Prepared to Lead
by Bob Creson
Côte d'Ivoire
“I feel as though I’ve spent the day on sacred ground,” said Glenys Sweetman, Director in French-speaking countries where SIL works. She’d just listened one-on-one to five different staff members of SIL Côte d’Ivoire—all Ivorian—relate their experiences during months of violence after the disputed elections of late 2010. Each of them recounted very sobering stories, yet each affirmed that God had amazingly and mercifully protected them.
Bita Tra Didier
During those difficult days, an Ivorian man named Bita Tra Didier led the staff, and since then he has been appointed director of SIL Côte d’Ivoire. God has carefully prepared Didier, whose mother tongue is Kouya, for this position. Languages have always been Didier’s passion. By the time he was a teenager, he was composing poems and songs in his own language and also in French and English. But there was no alphabet that fit his Kouya language, so writing down his songs was hard. No alphabet…and no Scriptures. When the Scriptures were read in church, they were read in French, Gouro and Baoule—but not in Kouya!
That all began to change when Wycliffe UK members Eddie and Sue Arthur* came to his village and began working with the Kouya people to develop an alphabet and translate the Bible. Didier was delighted!
During the next few years, Didier earned a Master’s degree in English and African civilization while also working on the Kouya translation with the Arthurs. At first his relationship to the Word was largely intellectual, but as he and Sue searched out the meaning of each passage of Scripture and grappled with the best way to express it in Kouya, he began to think further about his own relationship to God.
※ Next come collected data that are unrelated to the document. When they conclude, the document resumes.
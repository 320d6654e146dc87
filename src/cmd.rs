use std::cell::RefCell;
use std::path::{Path, PathBuf};
use std::process::Stdio;
use std::time::Duration;

use tokio::process::Command;
use tokio::runtime::{Builder, Runtime};

use crate::error::{DeployError, DeployResult};

/// Timeout applied to commands that do not set their own.
pub const DEFAULT_TIMEOUT: Duration = Duration::from_secs(120);

/// A single external tool invocation: program, arguments,
/// working directory, extra environment, and timeout.
#[derive(Debug, Clone, PartialEq, Eq)]
pub struct CommandSpec {
    pub program: String,
    pub args: Vec<String>,
    pub cwd: Option<PathBuf>,
    pub env: Vec<(String, String)>,
    pub timeout: Duration,
}

impl CommandSpec {
    #[must_use]
    pub fn new(program: &str) -> Self {
        Self {
            program: program.to_string(),
            args: Vec::new(),
            cwd: None,
            env: Vec::new(),
            timeout: DEFAULT_TIMEOUT,
        }
    }

    #[must_use]
    pub fn arg(mut self, arg: impl Into<String>) -> Self {
        self.args.push(arg.into());
        self
    }

    #[must_use]
    pub fn args<I, S>(mut self, args: I) -> Self
    where
        I: IntoIterator<Item = S>,
        S: Into<String>,
    {
        self.args.extend(args.into_iter().map(Into::into));
        self
    }

    #[must_use]
    pub fn current_dir(mut self, dir: &Path) -> Self {
        self.cwd = Some(dir.to_path_buf());
        self
    }

    #[must_use]
    pub fn env(mut self, key: &str, value: &str) -> Self {
        self.env.push((key.to_string(), value.to_string()));
        self
    }

    #[must_use]
    pub const fn timeout(mut self, timeout: Duration) -> Self {
        self.timeout = timeout;
        self
    }

    /// The command line as a single space-joined string.
    #[must_use]
    pub fn display(&self) -> String {
        let mut parts = vec![self.program.clone()];
        parts.extend(self.args.iter().cloned());
        parts.join(" ")
    }
}

/// Exit code and captured output of a finished command.
#[derive(Debug, Clone, Default, PartialEq, Eq)]
pub struct CommandOutput {
    pub code: Option<i32>,
    pub stdout: String,
    pub stderr: String,
}

impl CommandOutput {
    #[must_use]
    pub fn ok(stdout: &str) -> Self {
        Self {
            code: Some(0),
            stdout: stdout.to_string(),
            stderr: String::new(),
        }
    }

    #[must_use]
    pub fn failed(code: i32, stderr: &str) -> Self {
        Self {
            code: Some(code),
            stdout: String::new(),
            stderr: stderr.to_string(),
        }
    }

    #[must_use]
    pub const fn success(&self) -> bool {
        matches!(self.code, Some(0))
    }

    /// Last non-empty line of stderr, falling back to stdout.
    #[must_use]
    pub fn reason(&self) -> String {
        let last = |s: &str| {
            s.lines()
                .rev()
                .find(|l| !l.trim().is_empty())
                .map(|l| l.trim().to_string())
        };
        last(&self.stderr)
            .or_else(|| last(&self.stdout))
            .unwrap_or_else(|| format!("exit code {:?}", self.code))
    }
}

/// Runs external commands. Every call to `apt`, `git`,
/// package managers, `nginx`, `certbot` and `systemctl` goes
/// through this seam.
pub trait CommandRunner {
    /// Run a command to completion. A non-zero exit is returned
    /// as output, not as an error; errors mean the command could
    /// not be started or did not finish in time.
    fn run(&self, spec: &CommandSpec) -> DeployResult<CommandOutput>;
}

/// Run a command and fail on a non-zero exit code. Returns the
/// trimmed stdout.
pub fn run_checked(runner: &dyn CommandRunner, spec: &CommandSpec) -> DeployResult<String> {
    let output = runner.run(spec)?;

    if output.success() {
        Ok(output.stdout.trim().to_string())
    } else {
        tracing::debug!(stderr = %output.stderr.trim(), "{} failed", spec.program);
        Err(DeployError::CommandFailed {
            command: spec.display(),
            code: output.code,
        })
    }
}

/// Runs commands as real child processes on this host.
///
/// Each call blocks on a private current-thread tokio runtime. A
/// command that outlives its timeout is killed, including one
/// whose own process exited while a background child still holds
/// its output pipes.
#[derive(Debug)]
pub struct SystemRunner {
    runtime: Runtime,
}

impl SystemRunner {
    pub fn new() -> DeployResult<Self> {
        let runtime = Builder::new_current_thread().enable_all().build()?;
        Ok(Self { runtime })
    }
}

impl CommandRunner for SystemRunner {
    fn run(&self, spec: &CommandSpec) -> DeployResult<CommandOutput> {
        tracing::debug!(command = %spec.display(), "running");

        let mut command = Command::new(&spec.program);
        command
            .args(&spec.args)
            .stdin(Stdio::null())
            .stdout(Stdio::piped())
            .stderr(Stdio::piped())
            .kill_on_drop(true);
        if let Some(dir) = &spec.cwd {
            command.current_dir(dir);
        }
        for (key, value) in &spec.env {
            command.env(key, value);
        }

        self.runtime.block_on(wait_with_deadline(&mut command, spec))
    }
}

async fn wait_with_deadline(
    command: &mut Command,
    spec: &CommandSpec,
) -> DeployResult<CommandOutput> {
    let child = command.spawn().map_err(|e| {
        if e.kind() == std::io::ErrorKind::NotFound {
            DeployError::CommandNotFound(spec.program.clone())
        } else {
            DeployError::Io(e)
        }
    })?;

    // On expiry the future, and the child with it, is dropped;
    // kill_on_drop sends SIGKILL.
    let Ok(output) = tokio::time::timeout(spec.timeout, child.wait_with_output()).await else {
        tracing::error!(
            command = %spec.display(),
            timeout = ?spec.timeout,
            "command timed out; killed"
        );
        return Err(DeployError::CommandTimeout {
            command: spec.display(),
            secs: spec.timeout.as_secs(),
        });
    };
    let output = output?;

    Ok(CommandOutput {
        code: output.status.code(),
        stdout: String::from_utf8_lossy(&output.stdout).into_owned(),
        stderr: String::from_utf8_lossy(&output.stderr).into_owned(),
    })
}

type Handler = Box<dyn Fn(&CommandSpec) -> CommandOutput>;

/// Records every invocation instead of touching the host.
///
/// Commands succeed with empty output unless a handler was
/// registered for a prefix of their command line. Handlers may
/// also create files to stand in for the real tool (a fake
/// `git clone` writing a source tree, for example).
///
/// ```
/// use estaleiro::cmd::{CommandOutput, CommandRunner, CommandSpec, RecordingRunner};
///
/// let runner = RecordingRunner::new().fail("systemctl reload");
///
/// let out = runner
///     .run(&CommandSpec::new("systemctl").args(["reload", "nginx"]))
///     .unwrap();
///
/// assert!(!out.success());
/// assert_eq!(runner.commands(), vec!["systemctl reload nginx"]);
/// ```
#[derive(Default)]
pub struct RecordingRunner {
    calls: RefCell<Vec<CommandSpec>>,
    handlers: Vec<(String, Handler)>,
}

impl RecordingRunner {
    #[must_use]
    pub fn new() -> Self {
        Self::default()
    }

    /// Answer commands whose line starts with `prefix` using
    /// `handler`. The first registered match wins.
    #[must_use]
    pub fn on(
        mut self,
        prefix: &str,
        handler: impl Fn(&CommandSpec) -> CommandOutput + 'static,
    ) -> Self {
        self.handlers.push((prefix.to_string(), Box::new(handler)));
        self
    }

    /// Make commands starting with `prefix` exit with code 1.
    #[must_use]
    pub fn fail(self, prefix: &str) -> Self {
        self.on(prefix, |_| CommandOutput::failed(1, "simulated failure"))
    }

    #[must_use]
    pub fn calls(&self) -> Vec<CommandSpec> {
        self.calls.borrow().clone()
    }

    /// Recorded command lines, in invocation order.
    #[must_use]
    pub fn commands(&self) -> Vec<String> {
        self.calls.borrow().iter().map(CommandSpec::display).collect()
    }

    pub fn clear(&self) {
        self.calls.borrow_mut().clear();
    }
}

impl CommandRunner for RecordingRunner {
    fn run(&self, spec: &CommandSpec) -> DeployResult<CommandOutput> {
        self.calls.borrow_mut().push(spec.clone());

        let line = spec.display();
        let output = self
            .handlers
            .iter()
            .find(|(prefix, _)| line.starts_with(prefix.as_str()))
            .map_or_else(|| CommandOutput::ok(""), |(_, handler)| handler(spec));
        Ok(output)
    }
}
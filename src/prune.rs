use std::fs;

use crate::error::DeployResult;
use crate::layout::Layout;
use crate::outcome::Warning;
use crate::release::{Manifest, ReleaseId};

/// Releases removed by a pruning pass and any removals that
/// failed.
#[derive(Debug, Clone, Default, PartialEq, Eq)]
pub struct PruneReport {
    pub removed: Vec<ReleaseId>,
    pub remaining: usize,
    pub warnings: Vec<Warning>,
}

/// Pick the releases to delete from `newest_first`.
///
/// Only releases in `built` (those with a manifest) count toward
/// the window: the active release plus the newest built others, up
/// to `keep` in total. Releases without a manifest are failed or
/// interrupted builds. Those newer than the active release are
/// kept for inspection; older ones are deleted. With no active
/// release every unbuilt one is kept.
#[must_use]
pub fn select_for_removal(
    newest_first: &[ReleaseId],
    built: &[ReleaseId],
    active: Option<&ReleaseId>,
    keep: usize,
) -> Vec<ReleaseId> {
    let keep = keep.max(1);
    let active = active.filter(|a| newest_first.contains(a));

    let mut kept: Vec<&ReleaseId> = Vec::with_capacity(keep);
    if let Some(a) = active {
        kept.push(a);
    }
    for id in newest_first.iter().filter(|id| built.contains(id)) {
        if kept.len() >= keep {
            break;
        }
        if Some(id) != active {
            kept.push(id);
        }
    }

    newest_first
        .iter()
        .filter(|id| !kept.contains(id))
        .filter(|id| built.contains(id) || active.is_some_and(|a| *id < a))
        .cloned()
        .collect()
}

/// Apply the retention window to the releases on disk. A release
/// that cannot be deleted is reported, not fatal.
pub fn prune(layout: &Layout, keep: usize) -> DeployResult<PruneReport> {
    let releases = layout.list_releases()?;
    let active = layout.active_release()?;
    let built: Vec<ReleaseId> = releases
        .iter()
        .filter(|id| matches!(Manifest::read(&layout.release_path(id)), Ok(Some(_))))
        .cloned()
        .collect();
    let doomed = select_for_removal(&releases, &built, active.as_ref(), keep);

    let mut report = PruneReport::default();
    for id in doomed {
        let path = layout.release_path(&id);
        match fs::remove_dir_all(&path) {
            Ok(()) => {
                tracing::info!(release = %id, "pruned");
                report.removed.push(id);
            }
            Err(e) => {
                tracing::warn!(release = %id, error = %e, "could not prune release");
                report
                    .warnings
                    .push(Warning::best_effort(&format!("prune {id}"), e.to_string()));
            }
        }
    }
    report.remaining = releases.len() - report.removed.len();
    Ok(report)
}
One day he translated John 5:44: “You gladly honor each other, but you don’t care about the honor that comes from the one who alone is God.” Suddenly he realized that these words of Jesus applied to him! Today he says, “I can say that I really met the Lord while reading John 5:44 in Kouya. I remember that I cried that day, because before then I had always been trying to please people. I owe everything I am today to John 5:44, and I am thankful to the Lord that he spoke to me through that particular verse.”
As he matured in Christ, Didier’s passion for languages became a passion for people and for the translated Word. He spent seven years as the director for another organization, developing Bible resources, building a network of contacts, and gaining administrative skills. Now, having returned to SIL, he works with his staff to support a cluster** project and six other translation projects, while together they explore partnerships with other Ivorian language groups who have requested technical help.
Bita Tra Didier (second from right) with SIL Côte d’Ivoire staff
There are potentially 30 remaining translation needs in Côte d’Ivoire and several projects which need to be restarted. These projects had been disrupted due to the civil war.
Africa has huge needs—for Bible translation and for trauma healing and other programs based on the translated Word—but the growing number of Africans with a passion for Bible translation, both in SIL and in partnering organizations, bodes very well for the future of Vision 2025.
Please pray for these leaders, and especially for Didier and his colleagues, that God would protect them from physical and spiritual dangers and guide them as they bring the Word of God to their Ivorian countrymen who still wait to understand His Eternal Word.
*Eddie Arthur is currently the Executive Director of Wycliffe UK. Sue Arthur is a translation consultant with The Seed Company.
**A language cluster refers to languages that may be linguistically related and/or from similar geographic regions or cultural backgrounds.
Bob Creson is President/CEO of Wycliffe USA.